The sorry spectacle of Conservative cabinet ministers flying around the world defending banks from a tax to cover their next, inevitable, meltdown is bad enough. What is perhaps worse is that it is being largely justified by the perpetuation of the myth that Canada did not have to bail out its banks.
Wrong.
We are, according to the IMF, actually the third worst of the G7 countries, behind the U.S. and Britain, in terms of financial stabilization costs.
First, we put up $70 billion to buy up iffy mortgages from the big five banks, through the Canadian Mortgage and Housing Corporation, taking them off the banks’ balance sheets. That is almost the exact equivalent the U.S. bailout — it spent 10 times as much, $700 billion, and its economy is about 10 times as large.
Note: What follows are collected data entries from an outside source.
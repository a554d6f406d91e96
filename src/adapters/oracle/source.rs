//! Entropy source trait definition
//!
//! The exporter only needs one capability from the oracle: read the raw
//! entropy collected for a given VRF request. This trait abstracts the
//! transport so the export loop can be driven by an in-memory source in tests.

use crate::domain::{BatchIndex, Result};
use async_trait::async_trait;

/// Read-only access to the entropy stored by the VRF consumer contract
#[async_trait]
pub trait EntropySource: Send + Sync {
    /// Raw entropy of one batch as a `0x`-prefixed, big-endian hex string
    ///
    /// An unfulfilled request yields `"0x"` (no bytes).
    ///
    /// # Errors
    ///
    /// Returns an error if the node cannot be reached or the response is
    /// malformed.
    async fn collected_entropy(&self, batch: BatchIndex) -> Result<String>;

    /// Human-readable description of where entropy comes from, for logs
    fn describe(&self) -> String;
}
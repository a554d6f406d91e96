//! External system adapters
//!
//! - [`oracle`] - on-chain VRF entropy reads over JSON-RPC

pub mod oracle;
Secondly, the Harper government established a fund of $200 billion to backstop the banks — money they could borrow if they needed it. The government had to borrow billions — mostly from the banks! — to do it. It’s euphemistically called the Emergency Financing Framework — implying that our impeccable banks might actually face an emergency. It is effectively a line of low-interest credit and while it has not all been accessed, it’s there to be used. Could it help explain why credit has not dried up here as much as it has in the U.S.?
Third, the government now insures 100% of virtually all mortgages through CMHC eliminating risk for the banks — and opening the door to the ridiculous flood of housing loans we have seen over the past few years. The result: housing has become unaffordable for tens of thousands of Canadians and new rental housing has dried up.
Why all this extraordinary effort?
If Canadian banks are such paragons of conservative virtue and prudent behaviour why did the federal government have to relieve them of mortgages that, presumably, were all carefully vetted and the borrowers scrutinized?
And why is Mr Flaherty not making any connection between the growing housing bubble (which he now reluctantly acknowledges) and the banks which lend virtually all the money (backed by CMHC) that is growing that bubble?
One of the reasons that Canadians (and international commentators, other finance ministers and global financial institutions) buy this Canadian banking fairy tale is the way the government accounts for the money borrowed to support the banks.
As Bruce Campbell of the Canadian Centre for Policy Alternatives explained in 2009:
“These measures are considered ‘non-budgetary’ or ‘off book.’ They do not show up as expenditures, which increase the federal deficit and debt. Rather, they appear on the books of CMHC and the Bank of Canada. But they have increased the government’s borrowing from $13.6 billion in 2007-08 to $89.5 billion in 2008-09, or double the fiscal deficit now projected for 2009.”
Not only has the Harper government felt it necessary to prop up Canadian banks it was this same government which created financial system risk in the first place. In 2007 the Harper government allowed US competition into Canada which prompted the CMHC to dramatically change its rules in order to compete: it dropped the down payment requirement to zero per cent and extended the amortization period to 40 years. In August 2008 Flaherty moderated those rules in response to the US mortgage meltdown. CMHC then “securitized” an increasing number of its loans into bond-like investments (if you have a typical Canadian mutual fund, you’ve got some.)
At the end of 2007 there were $138 billion in securitized pools outstanding and guaranteed by CMHC -17.8 per cent of all outstanding mortgages. By June 30, 2009, that figure was $290 billion and by the end of 2010 it was $500 billion.
In an effort to prop up the real estate market in 2008 (when affordability nose-dived), the Harper government directed the CMHC to approve as many high-risk borrowers as possible to keep credit flowing. CMHC described these risky loans as “high ratio homeowner units approved to address less-served markets and/or to serve specific government priorities.” The approval rate for these risky loans went from 33 per cent in 2007 to 42 per cent in 2008. By mid-2007, average equity as a share of home value was down to six per cent — from 48 per cent in 2003. At the peak of the U.S. housing bubble, just before it burst, house prices were five times the average American income; in Canada in late 2009 that ratio was 7.4:1 — almost 50 per cent higher.
While it was CMHC that insured these loans it was still the banks that put up the money. And they knew they were effectively sub-prime. How do we know? Because they avoided direct risk like the plague — in the two years from the beginning of 2007 to January 2009, the banks themselves took on virtually no new risk. According to CMHC numbers Canadian banks increased their total mortgage credit outstanding by only 0.01 per cent. But they were happy to put Canadian taxpayers at risk by lending to high-risk borrowers knowing their money was protected by CMHC.
Conservative? Prudent? Responsible? In a pig’s eye.